TUA SAÚDE
Suplementos: riscos que você precisa saber
Consumo sem avaliação profissional pode mascarar doenças, provocar excessos e sobrecarregar órgãos como fígado e rins


A popularização dos suplementos alimentares tem levado cada vez mais pessoas a buscar vitaminas, minerais e compostos prontos para consumo como solução rápida para cansaço, queda de cabelo, baixa imunidade e até melhora estética. Impulsionado por modismos e pela influência das redes sociais, esse comportamento transforma em hábito o que deveria ser tratado com acompanhamento médico.
Para entender os riscos desse consumo feito por conta própria, conversamos com Raissa Gorczevski, nutricionista assistencial do Hospital Moinhos de Vento. Ela explica que o uso sem avaliação gera excessos, interações medicamentosas e pode mascarar sintomas importantes, atrasando diagnósticos que dependeriam de exames e análise profissional.
– A aparência inofensiva desses produtos cria uma falsa sensação de segurança – afirma.
Segundo Raissa, nenhum suplemento substitui uma alimentação equilibrada, uma boa rotina de sono ou o manejo adequado do estresse. E, embora muitos sejam vendidos sem prescrição, isso não significa que sejam seguros para todos.
O que diz a especialista
A suplementação deve ser iniciada por conta própria?
/// Não. Mesmo quando parece inofensiva, a suplementação não deve ser iniciada sem avaliação profissional. Uma consulta clínica e nutricional permite analisar saúde, hábitos, rotina, objetivos e, quando necessário, exames laboratoriais. Muitas vezes, o suplemento imaginado como necessário não traz benefício real ou até mascara problemas que precisam ser investigados.
Quais são os riscos de comprar suplementos sem prescrição?
/// O principal é o consumo inadequado das doses, que pode gerar toxicidade e sobrecarga de fígado e rins.

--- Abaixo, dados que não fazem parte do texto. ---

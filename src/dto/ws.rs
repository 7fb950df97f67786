use serde::Deserialize;
use serde_with::{DisplayFromStr, PickFirst, serde_as};
use thiserror::Error;
use validator::{Validate, ValidationErrors};

use crate::{
    dto::validation::validate_gamertag,
    state::{MatchId, MatchUpdate},
};

/// Reasons a live-channel text frame could not be used.
#[derive(Debug, Error)]
pub enum FrameError {
    /// Not JSON, or not shaped like a match frame.
    #[error("malformed match frame")]
    Parse(#[from] serde_json::Error),
    /// Parsed but failed validation.
    #[error("invalid match frame: {0}")]
    Invalid(#[from] ValidationErrors),
}

#[derive(Debug, Deserialize, Validate)]
/// Message pushed on the per-event channel whenever a match changes upstream.
pub struct MatchUpdateFrame {
    /// Changed match, under the `match` key.
    #[serde(rename = "match")]
    #[validate(nested)]
    pub entry: MatchUpdatePayload,
}

#[serde_as]
#[derive(Debug, Deserialize, Validate)]
/// Match fields carried by a frame. Extra fields are ignored.
pub struct MatchUpdatePayload {
    /// Match identifier; numeric strings are accepted too.
    #[serde_as(as = "PickFirst<(_, DisplayFromStr)>")]
    pub id: u64,
    /// Winner gamertag; absent or `null` while undecided.
    #[serde(default)]
    #[validate(custom(function = "validate_gamertag"))]
    pub winner: Option<String>,
}

impl MatchUpdateFrame {
    /// Parse and validate a raw text frame.
    pub fn from_json_str(raw: &str) -> Result<Self, FrameError> {
        let frame: Self = serde_json::from_str(raw)?;
        frame.validate()?;
        Ok(frame)
    }

    /// Convert into a store update. Frames without a winner carry nothing to apply.
    pub fn into_update(self) -> Option<MatchUpdate> {
        let MatchUpdatePayload { id, winner } = self.entry;
        winner.map(|winner| MatchUpdate {
            match_id: MatchId(id),
            winner,
        })
    }
}
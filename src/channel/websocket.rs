use std::{sync::Arc, time::Duration};

use async_stream::stream;
use futures::{SinkExt, StreamExt, stream::BoxStream};
use tokio::time::sleep;
use tokio_tungstenite::{connect_async, tungstenite::Message};
use tracing::{debug, info, warn};

use crate::{
    channel::{ChannelEvent, PushChannel},
    dto::ws::MatchUpdateFrame,
    state::{EventId, MatchUpdate},
};

/// Connection settings for [`WebSocketChannel`].
#[derive(Debug, Clone)]
pub struct ChannelConfig {
    /// Base URL under which `events/{id}` lives, e.g. `ws://localhost:3000/ws`.
    pub base_url: String,
    /// First reconnection delay.
    pub reconnect_initial: Duration,
    /// Upper bound for the doubling reconnection delay.
    pub reconnect_max: Duration,
}

impl ChannelConfig {
    /// Settings for `base_url` with 1 s to 10 s reconnection backoff.
    pub fn new(base_url: impl Into<String>) -> Self {
        Self {
            base_url: base_url.into(),
            reconnect_initial: Duration::from_millis(1_000),
            reconnect_max: Duration::from_secs(10),
        }
    }

    /// Override the reconnection backoff bounds.
    pub fn with_backoff(mut self, initial: Duration, max: Duration) -> Self {
        self.reconnect_initial = initial;
        self.reconnect_max = max.max(initial);
        self
    }
}

/// WebSocket push channel, one connection per event at `{base}/events/{id}`.
///
/// After a close or a failure the channel reconnects by itself with capped
/// exponential backoff, emitting [`ChannelEvent::Connecting`] again.
#[derive(Debug, Clone)]
pub struct WebSocketChannel {
    config: Arc<ChannelConfig>,
}

impl WebSocketChannel {
    /// Build a channel; nothing connects until [`PushChannel::open`].
    pub fn new(config: ChannelConfig) -> Self {
        Self {
            config: Arc::new(config),
        }
    }

    fn url_for(&self, event_id: EventId) -> String {
        format!(
            "{}/events/{}",
            self.config.base_url.trim_end_matches('/'),
            event_id
        )
    }
}

impl PushChannel for WebSocketChannel {
    fn open(&self, event_id: EventId) -> BoxStream<'static, ChannelEvent> {
        let url = self.url_for(event_id);
        let initial = self.config.reconnect_initial;
        let max = self.config.reconnect_max;

        Box::pin(stream! {
            let mut attempt: u32 = 0;
            let mut delay = initial;

            loop {
                attempt = attempt.saturating_add(1);
                yield ChannelEvent::Connecting { attempt };

                match connect_async(url.as_str()).await {
                    Ok((mut socket, _)) => {
                        info!(%url, %event_id, attempt, "match channel connected");
                        delay = initial;
                        yield ChannelEvent::Opened;

                        let mut fault = None;
                        while let Some(frame) = socket.next().await {
                            match frame {
                                Ok(Message::Text(text)) => {
                                    if let Some(update) = decode_frame(&text) {
                                        yield ChannelEvent::Message(update);
                                    }
                                }
                                Ok(Message::Ping(payload)) => {
                                    if let Err(err) = socket.send(Message::Pong(payload)).await {
                                        fault = Some(err.to_string());
                                        break;
                                    }
                                }
                                Ok(Message::Close(frame)) => {
                                    info!(%url, ?frame, "match channel closed by peer");
                                    break;
                                }
                                Ok(_) => {}
                                Err(err) => {
                                    fault = Some(err.to_string());
                                    break;
                                }
                            }
                        }

                        match fault {
                            Some(reason) => {
                                warn!(%url, error = %reason, "match channel failed");
                                yield ChannelEvent::Faulted { reason };
                            }
                            None => {
                                yield ChannelEvent::Closed;
                            }
                        }
                    }
                    Err(err) => {
                        warn!(%url, attempt, error = %err, "match channel connection attempt failed");
                        yield ChannelEvent::Faulted { reason: err.to_string() };
                    }
                }

                sleep(delay).await;
                delay = (delay * 2).min(max);
            }
        })
    }
}

/// Parse a text frame, logging and skipping anything unusable.
fn decode_frame(raw: &str) -> Option<MatchUpdate> {
    match MatchUpdateFrame::from_json_str(raw) {
        Ok(frame) => {
            let update = frame.into_update();
            if update.is_none() {
                debug!(payload = raw, "ignoring match frame without winner");
            }
            update
        }
        Err(err) => {
            warn!(error = %err, payload = raw, "failed to parse or validate match frame");
            None
        }
    }
}
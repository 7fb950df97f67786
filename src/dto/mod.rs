//! Serializable views and wire frames exchanged with consumers and the live channel.

use time::{OffsetDateTime, format_description::well_known::Rfc3339};

/// Read view of the live session.
pub mod session;
/// Validation helpers for incoming frames.
pub mod validation;
/// Live-channel frames.
pub mod ws;

fn format_timestamp(time: OffsetDateTime) -> String {
    time.format(&Rfc3339)
        .unwrap_or_else(|_| "invalid-timestamp".into())
}
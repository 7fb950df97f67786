//! Live push channel delivering incremental match updates for one event.

/// WebSocket implementation of [`PushChannel`].
#[cfg(feature = "ws-channel")]
pub mod websocket;

use futures::stream::BoxStream;

use crate::state::{EventId, MatchUpdate};

/// Everything a push channel reports: lifecycle changes and messages.
///
/// Lifecycle events are distinct from messages so consumers can tell
/// "no updates" apart from "disconnected".
#[derive(Debug, Clone, PartialEq, Eq)]
pub enum ChannelEvent {
    /// A (re)connection attempt started; `attempt` counts from 1.
    Connecting {
        /// Attempt number since the channel was opened.
        attempt: u32,
    },
    /// The connection is open.
    Opened,
    /// An incremental update arrived.
    Message(MatchUpdate),
    /// The peer closed the connection.
    Closed,
    /// The connection failed or could not be established.
    Faulted {
        /// Transport error description.
        reason: String,
    },
}

/// Source of live match updates for an event.
///
/// Delivery is at-least-once and may be out of order. Implementations own
/// their reconnection policy; dropping the returned stream closes the
/// connection.
pub trait PushChannel: Send + Sync {
    /// Start delivering events for `event_id` until the stream is dropped.
    fn open(&self, event_id: EventId) -> BoxStream<'static, ChannelEvent>;
}
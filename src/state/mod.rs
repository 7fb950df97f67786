//! Client-side state: domain records, the match store, observers and the
//! session state machine.

/// Events, matches and participants.
pub mod bracket;
/// Versioned match store and its reconciliation rule.
pub mod match_store;
/// Observer fan-out.
pub mod observers;
/// Live session state machine.
pub mod session;

pub use self::bracket::{Event, EventDetails, EventId, Match, MatchId, ModelError, Participant};
pub use self::match_store::{
    ApplyResult, FullApplyReport, IgnoreReason, MatchStore, MatchUpdate, RejectReason,
    StoreChange,
};
pub use self::observers::{Observer, ObserverHub};
pub use self::session::{
    ConnectionState, InvalidTransition, SessionPhase, SessionTrigger, SyncSession, Transition,
};
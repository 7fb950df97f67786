use std::fmt;

use dashmap::DashMap;
use futures::Stream;
use tokio::sync::mpsc;
use tokio_stream::wrappers::UnboundedReceiverStream;
use uuid::Uuid;

/// Fan-out hub delivering every published value to each registered observer.
///
/// Each observer owns an unbounded queue, so delivery never blocks the
/// publisher and every observer sees every value exactly once, in publish
/// order. Observers whose receiving side was dropped are pruned lazily.
pub struct ObserverHub<T> {
    observers: DashMap<Uuid, mpsc::UnboundedSender<T>>,
}

impl<T> Default for ObserverHub<T> {
    fn default() -> Self {
        Self {
            observers: DashMap::new(),
        }
    }
}

impl<T> fmt::Debug for ObserverHub<T> {
    fn fmt(&self, f: &mut fmt::Formatter<'_>) -> fmt::Result {
        f.debug_struct("ObserverHub")
            .field("observers", &self.observers.len())
            .finish()
    }
}

impl<T: Clone> ObserverHub<T> {
    /// Hub without observers.
    pub fn new() -> Self {
        Self::default()
    }

    /// Register a new observer that will receive subsequent values.
    pub fn subscribe(&self) -> Observer<T> {
        let id = Uuid::new_v4();
        let (tx, rx) = mpsc::unbounded_channel();
        self.observers.insert(id, tx);
        Observer { id, receiver: rx }
    }

    /// Stop delivering to the given observer. Returns whether it was registered.
    pub fn unsubscribe(&self, id: Uuid) -> bool {
        self.observers.remove(&id).is_some()
    }

    /// Deliver `value` to every live observer.
    pub fn publish(&self, value: T) {
        let mut closed = Vec::new();
        for entry in self.observers.iter() {
            if entry.value().send(value.clone()).is_err() {
                closed.push(*entry.key());
            }
        }

        // Removal must happen after the iterator releases its shard locks.
        for id in closed {
            self.observers.remove(&id);
        }
    }

    /// Number of registered observers.
    pub fn len(&self) -> usize {
        self.observers.len()
    }

    /// True when nobody is observing.
    pub fn is_empty(&self) -> bool {
        self.observers.is_empty()
    }
}

/// Receiving end handed out by [`ObserverHub::subscribe`].
#[derive(Debug)]
pub struct Observer<T> {
    id: Uuid,
    receiver: mpsc::UnboundedReceiver<T>,
}

impl<T> Observer<T> {
    /// Identifier accepted by [`ObserverHub::unsubscribe`].
    pub fn id(&self) -> Uuid {
        self.id
    }

    /// Wait for the next value; `None` once the hub has dropped this observer.
    pub async fn recv(&mut self) -> Option<T> {
        self.receiver.recv().await
    }

    /// Return an already queued value without waiting.
    pub fn try_recv(&mut self) -> Option<T> {
        self.receiver.try_recv().ok()
    }

    /// Convert the observer into a [`Stream`] of values.
    pub fn into_stream(self) -> impl Stream<Item = T> {
        UnboundedReceiverStream::new(self.receiver)
    }
}

#[cfg(test)]
mod tests {
    use super::*;

    #[test]
    fn every_observer_sees_values_in_order() {
        let hub = ObserverHub::new();
        let mut first = hub.subscribe();
        let mut second = hub.subscribe();

        hub.publish(1);
        hub.publish(2);

        assert_eq!(first.try_recv(), Some(1));
        assert_eq!(first.try_recv(), Some(2));
        assert_eq!(first.try_recv(), None);
        assert_eq!(second.try_recv(), Some(1));
        assert_eq!(second.try_recv(), Some(2));
    }

    #[test]
    fn dropped_observers_are_pruned() {
        let hub = ObserverHub::new();
        let kept = hub.subscribe();
        drop(hub.subscribe());
        assert_eq!(hub.len(), 2);

        hub.publish("x");
        assert_eq!(hub.len(), 1);
        assert!(hub.unsubscribe(kept.id()));
        assert!(hub.is_empty());
    }
}
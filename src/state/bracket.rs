use std::{collections::HashSet, fmt};

use indexmap::IndexSet;
use serde::{Deserialize, Serialize};
use thiserror::Error;

/// Identifier of a tournament event.
#[derive(Debug, Clone, Copy, PartialEq, Eq, Hash, PartialOrd, Ord, Serialize, Deserialize)]
#[serde(transparent)]
pub struct EventId(pub u64);

impl fmt::Display for EventId {
    fn fmt(&self, f: &mut fmt::Formatter<'_>) -> fmt::Result {
        self.0.fmt(f)
    }
}

/// Identifier of a match, unique within its event.
#[derive(Debug, Clone, Copy, PartialEq, Eq, Hash, PartialOrd, Ord, Serialize, Deserialize)]
#[serde(transparent)]
pub struct MatchId(pub u64);

impl fmt::Display for MatchId {
    fn fmt(&self, f: &mut fmt::Formatter<'_>) -> fmt::Result {
        self.0.fmt(f)
    }
}

/// Errors raised while building domain records from untrusted input.
#[derive(Debug, Clone, PartialEq, Eq, Error)]
pub enum ModelError {
    /// Round numbers start at 1.
    #[error("match {match_id} has round {round}; rounds start at 1")]
    InvalidRound {
        /// Offending match.
        match_id: MatchId,
        /// Round as received.
        round: u32,
    },
    /// A player slot holds a blank name.
    #[error("match {match_id} has an empty player name")]
    EmptyPlayer {
        /// Offending match.
        match_id: MatchId,
    },
    /// The winner is neither player.
    #[error("winner `{winner}` is not a player of match {match_id}")]
    InvalidWinner {
        /// Offending match.
        match_id: MatchId,
        /// Winner as received.
        winner: String,
    },
    /// Two matches share an identifier.
    #[error("match {0} appears more than once in the event")]
    DuplicateMatch(MatchId),
    /// A participant name is blank.
    #[error("participant name must not be empty")]
    EmptyParticipant,
}

/// Display name (gamertag) of someone taking part in an event.
#[derive(Debug, Clone, PartialEq, Eq, Hash, Serialize)]
#[serde(transparent)]
pub struct Participant(String);

impl Participant {
    /// Build a participant from a raw name, trimming surrounding whitespace.
    pub fn new(name: impl AsRef<str>) -> Result<Self, ModelError> {
        let trimmed = name.as_ref().trim();
        if trimmed.is_empty() {
            return Err(ModelError::EmptyParticipant);
        }
        Ok(Self(trimmed.to_owned()))
    }

    /// Trimmed gamertag.
    pub fn as_str(&self) -> &str {
        &self.0
    }
}

impl fmt::Display for Participant {
    fn fmt(&self, f: &mut fmt::Formatter<'_>) -> fmt::Result {
        f.write_str(&self.0)
    }
}

/// A single pairing within a round, with an optional recorded winner.
///
/// Instances can only be obtained through [`Match::new`], so a stored winner is
/// always one of the two players.
#[derive(Debug, Clone, PartialEq, Eq, Serialize)]
pub struct Match {
    id: MatchId,
    round: u32,
    player1: String,
    player2: Option<String>,
    winner: Option<String>,
}

impl Match {
    /// Validate and build a match. A missing `player2` denotes a bye.
    pub fn new(
        id: MatchId,
        round: u32,
        player1: impl Into<String>,
        player2: Option<String>,
        winner: Option<String>,
    ) -> Result<Self, ModelError> {
        if round == 0 {
            return Err(ModelError::InvalidRound {
                match_id: id,
                round,
            });
        }

        let player1 = player1.into();
        if player1.trim().is_empty() {
            return Err(ModelError::EmptyPlayer { match_id: id });
        }

        let candidate = Self {
            id,
            round,
            player1,
            player2,
            winner: None,
        };

        match winner {
            Some(winner) if !candidate.accepts_winner(&winner) => Err(ModelError::InvalidWinner {
                match_id: id,
                winner,
            }),
            winner => Ok(Self { winner, ..candidate }),
        }
    }

    /// Match identifier.
    pub fn id(&self) -> MatchId {
        self.id
    }

    /// Round, starting at 1.
    pub fn round(&self) -> u32 {
        self.round
    }

    /// First player.
    pub fn player1(&self) -> &str {
        &self.player1
    }

    /// Second player; `None` for a bye.
    pub fn player2(&self) -> Option<&str> {
        self.player2.as_deref()
    }

    /// Recorded winner, if any.
    pub fn winner(&self) -> Option<&str> {
        self.winner.as_deref()
    }

    /// True when the match has no second player.
    pub fn is_bye(&self) -> bool {
        self.player2.is_none()
    }

    /// Whether `name` is one of the players and can therefore be recorded as winner.
    pub fn accepts_winner(&self, name: &str) -> bool {
        self.player1 == name || self.player2.as_deref() == Some(name)
    }

    /// Replace the winner. Callers must have checked [`Match::accepts_winner`].
    pub(crate) fn with_winner(self, winner: String) -> Self {
        debug_assert!(self.accepts_winner(&winner));
        Self {
            winner: Some(winner),
            ..self
        }
    }
}

/// Descriptive, non-match fields of an event.
#[derive(Debug, Clone, Default, PartialEq, Eq, Serialize)]
pub struct EventDetails {
    /// Display title.
    pub title: String,
    /// Free-form description.
    pub description: String,
    /// Date as entered by the organiser.
    pub date: String,
    /// Venue.
    pub location: String,
    /// Gamertags in order of first appearance.
    pub participants: IndexSet<Participant>,
}

/// Read-only client projection of a tournament event.
#[derive(Debug, Clone, PartialEq, Eq, Serialize)]
pub struct Event {
    /// Event identifier.
    pub id: EventId,
    /// Descriptive fields.
    #[serde(flatten)]
    pub details: EventDetails,
    /// Matches in fetch order.
    pub matches: Vec<Match>,
}

impl Event {
    /// Assemble an event, rejecting duplicate match identifiers.
    pub fn new(id: EventId, details: EventDetails, matches: Vec<Match>) -> Result<Self, ModelError> {
        let mut seen = HashSet::with_capacity(matches.len());
        if let Some(duplicate) = matches.iter().map(Match::id).find(|id| !seen.insert(*id)) {
            return Err(ModelError::DuplicateMatch(duplicate));
        }

        Ok(Self {
            id,
            details,
            matches,
        })
    }
}
mod config;
mod error;
mod store;

pub use config::HttpConfig;
pub use error::{HttpDaoError, HttpResult};
pub use store::HttpEventStore;
#![cfg(feature = "http-store")]

use std::time::Duration;

use axum::{
    Json, Router,
    extract::Path,
    http::StatusCode,
    routing::{get, patch},
};
use bracket_sync::{
    dao::{
        error::FetchError,
        event_store::{
            EventStore,
            http::{HttpConfig, HttpEventStore},
        },
        models::NewEvent,
    },
    state::{EventId, MatchId},
};
use serde_json::{Value, json};
use tokio::net::TcpListener;

fn event_json(id: u64) -> Value {
    json!({
        "id": id,
        "title": "Spring Open",
        "description": "Double elimination",
        "date": "2024-05-01",
        "location": "Hall B",
        "participants": ["A", "B", "C", " "],
        "matches": [
            { "id": 1, "round": 1, "player1": "A", "player2": "B", "winner": null },
            { "id": "2", "round": "1", "player1": "C", "player2": "", "winner": "" }
        ]
    })
}

async fn get_event(Path(id): Path<u64>) -> Result<Json<Value>, StatusCode> {
    match id {
        404 => Err(StatusCode::NOT_FOUND),
        503 => Err(StatusCode::SERVICE_UNAVAILABLE),
        id => Ok(Json(json!({ "event": event_json(id) }))),
    }
}

async fn list_events() -> Json<Value> {
    Json(json!({ "events": [event_json(1), event_json(2)] }))
}

async fn create_event(Json(body): Json<Value>) -> Json<Value> {
    Json(json!({
        "event": {
            "id": 9,
            "title": body["title"],
            "description": body["description"],
            "date": body["date"],
            "location": body["location"],
            "participants": body["participants"],
            "matches": []
        }
    }))
}

async fn set_winner(
    Path((_event_id, match_id)): Path<(u64, u64)>,
    Json(body): Json<Value>,
) -> Result<Json<Value>, StatusCode> {
    if match_id != 1 {
        return Err(StatusCode::NOT_FOUND);
    }
    Ok(Json(json!({
        "match": {
            "id": 1,
            "round": 1,
            "player1": "A",
            "player2": "B",
            "winner": body["winner"]
        }
    })))
}

async fn spawn_service() -> HttpEventStore {
    let app = Router::new()
        .route("/api/events", get(list_events).post(create_event))
        .route("/api/events/{id}", get(get_event))
        .route("/api/events/{id}/matches/{match_id}", patch(set_winner));

    let listener = TcpListener::bind("127.0.0.1:0").await.unwrap();
    let addr = listener.local_addr().unwrap();
    tokio::spawn(async move {
        axum::serve(listener, app).await.unwrap();
    });

    HttpEventStore::new(HttpConfig::new(format!("http://{addr}/api/"))).unwrap()
}

#[tokio::test]
async fn fetch_maps_event_payload() {
    let store = spawn_service().await;
    let event = store.fetch_event(EventId(5)).await.unwrap();

    assert_eq!(event.id, EventId(5));
    assert_eq!(event.details.title, "Spring Open");
    assert_eq!(event.details.location, "Hall B");
    assert_eq!(event.details.participants.len(), 3);
    assert_eq!(event.matches.len(), 2);

    let bye = &event.matches[1];
    assert_eq!(bye.id(), MatchId(2));
    assert!(bye.is_bye());
    assert_eq!(bye.winner(), None);
}

#[tokio::test]
async fn status_codes_map_to_fetch_errors() {
    let store = spawn_service().await;

    let missing = store.fetch_event(EventId(404)).await.unwrap_err();
    assert!(matches!(missing, FetchError::NotFound(_)));
    assert!(!missing.is_transient());

    let unavailable = store.fetch_event(EventId(503)).await.unwrap_err();
    assert!(matches!(unavailable, FetchError::Server { status: 503, .. }));
    assert!(unavailable.is_transient());
}

#[tokio::test]
async fn list_and_create_events() {
    let store = spawn_service().await;

    let events = store.list_events().await.unwrap();
    let ids: Vec<_> = events.iter().map(|e| e.id).collect();
    assert_eq!(ids, vec![EventId(1), EventId(2)]);

    let created = store
        .create_event(NewEvent {
            title: "Autumn Cup".into(),
            date: "2024-10-12".into(),
            location: "Main stage".into(),
            description: String::new(),
            participants: vec!["Ash".into(), "Misty".into()],
        })
        .await
        .unwrap();
    assert_eq!(created.id, EventId(9));
    assert_eq!(created.details.title, "Autumn Cup");
    assert_eq!(created.details.participants.len(), 2);
    assert!(created.matches.is_empty());
}

#[tokio::test]
async fn set_winner_returns_confirmed_match() {
    let store = spawn_service().await;

    let confirmed = store
        .set_winner(EventId(5), MatchId(1), "B".into())
        .await
        .unwrap();
    assert_eq!(confirmed.winner(), Some("B"));

    let missing = store
        .set_winner(EventId(5), MatchId(42), "B".into())
        .await
        .unwrap_err();
    assert!(matches!(missing, FetchError::NotFound(_)));
}

#[tokio::test]
async fn server_winner_outside_the_match_is_rejected() {
    let store = spawn_service().await;

    let err = store
        .set_winner(EventId(5), MatchId(1), "Z".into())
        .await
        .unwrap_err();
    assert!(matches!(err, FetchError::Decode { .. }));
}

#[tokio::test]
async fn unreachable_service_is_transient() {
    let listener = TcpListener::bind("127.0.0.1:0").await.unwrap();
    let addr = listener.local_addr().unwrap();
    drop(listener);

    let store = HttpEventStore::new(
        HttpConfig::new(format!("http://{addr}/api")).with_timeout(Duration::from_secs(2)),
    )
    .unwrap();
    let err = store.fetch_event(EventId(1)).await.unwrap_err();
    assert!(matches!(err, FetchError::Network { .. }));
    assert!(err.is_transient());
}
//! Administrator response persistence.

use super::{read_enum, read_uuid, RepoResult, SqliteStore};
use crate::model::response::{Response, ResponseOutcome};
use crate::model::{ConsultationId, ResponseId};
use rusqlite::params;

pub trait ResponseRepository {
    fn create_response(&self, response: &Response) -> RepoResult<ResponseId>;
    /// Responses for one consultation, oldest first.
    fn list_responses(&self, consultation_id: ConsultationId) -> RepoResult<Vec<Response>>;
}

impl ResponseRepository for SqliteStore<'_> {
    fn create_response(&self, response: &Response) -> RepoResult<ResponseId> {
        self.conn.execute(
            "INSERT INTO respuestas (
                id,
                consulta_id,
                usuario_respondedor,
                estado_respuesta,
                comentario,
                fecha_respuesta
            ) VALUES (?1, ?2, ?3, ?4, ?5, ?6);",
            params![
                response.id.to_string(),
                response.consultation_id.to_string(),
                response.responder_id.to_string(),
                response.outcome.as_str(),
                response.comment.as_deref(),
                response.responded_at,
            ],
        )?;
        Ok(response.id)
    }

    fn list_responses(&self, consultation_id: ConsultationId) -> RepoResult<Vec<Response>> {
        let mut stmt = self.conn.prepare(
            "SELECT
                id,
                consulta_id,
                usuario_respondedor,
                estado_respuesta,
                comentario,
                fecha_respuesta
             FROM respuestas
             WHERE consulta_id = ?1
             ORDER BY fecha_respuesta ASC, id ASC;",
        )?;
        let mut rows = stmt.query([consultation_id.to_string()])?;
        let mut responses = Vec::new();
        while let Some(row) = rows.next()? {
            responses.push(Response {
                id: read_uuid(row, "id", "respuestas")?,
                consultation_id: read_uuid(row, "consulta_id", "respuestas")?,
                responder_id: read_uuid(row, "usuario_respondedor", "respuestas")?,
                outcome: read_enum(row, "estado_respuesta", "respuestas", ResponseOutcome::parse)?,
                comment: row.get("comentario")?,
                responded_at: row.get("fecha_respuesta")?,
            });
        }
        Ok(responses)
    }
}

Também é comum o uso sem necessidade real. Certos suplementos interferem na ação de medicamentos. Outro problema é mascarar sintomas importantes. E há grande variação na qualidade entre laboratórios.
Ser vendido sem receita significa que é seguro?
/// Não. Venda livre não significa segurança. O fato de um produto ser “natural” não o torna isento de riscos. Nada em excesso faz bem. Recomendações genéricas não consideram o que a pessoa realmente consome ou necessita. Cada organismo tem demandas específicas.
Quais erros são mais comuns na automedicação com suplementos?
/// Muitos usam sem necessidade porque o amigo toma, porque viram na internet ou porque parece fazer bem. Já atendi quem tomava oito suplementos ao mesmo tempo, com doses alteradas e produtos que anulavam o efeito uns dos outros. Outro erro é achar que suplemento substitui refeição, o que não acontece.
Suplementos podem mascarar doenças?
/// Podem, e isso é frequente. Um cansaço, por exemplo, pode ser desidratação, estresse, alterações hormonais ou doenças que precisam de diagnóstico precoce. Já vimos casos graves que poderiam ter sido identificados antes, mas foram encobertos pelo uso de suplementos.
Há risco de sobrecarga hepática ou renal?
/// Sim. Fígado e rins metabolizam tudo que consumimos. Quando há excesso, pode ocorrer sobrecarga. Vitaminas lipossolúveis acumulam e podem causar toxicidade. Vitamina C em altas doses aumenta risco de cálculos renais. Suplementos proteicos sobrecarregam os rins, especialmente se houver condição não diagnosticada.
Como saber se cansaço, queda de cabelo ou imunidade baixa indicam deficiência?
/// É preciso avaliação clínica detalhada: histórico alimentar, sono, estresse, atividade física, medicamentos e fase da vida. Só exames laboratoriais direcionados confirmam uma deficiência e devem ser interpretados junto ao quadro clínico.
Existe modismo na suplementação?
/// O marketing e as redes sociais impulsionam produtos sem evidência robusta. Há exagero no consumo de itens “detox” e vitaminas associadas a promessas rápidas. O organismo já tem mecanismos naturais de limpeza, principalmente o fígado. Sobrecarregá-lo com suplementos desnecessários não faz sentido.
Qual é a orientação para quem já usa suplementos por conta própria?
/// Suplemento não é tratamento preventivo universal. Excesso faz mal e, muitas vezes, de forma silenciosa. Quem já usa deve buscar avaliação profissional e levar uma lista completa com tempo de uso. Não é recomendado ajustar doses sozinho.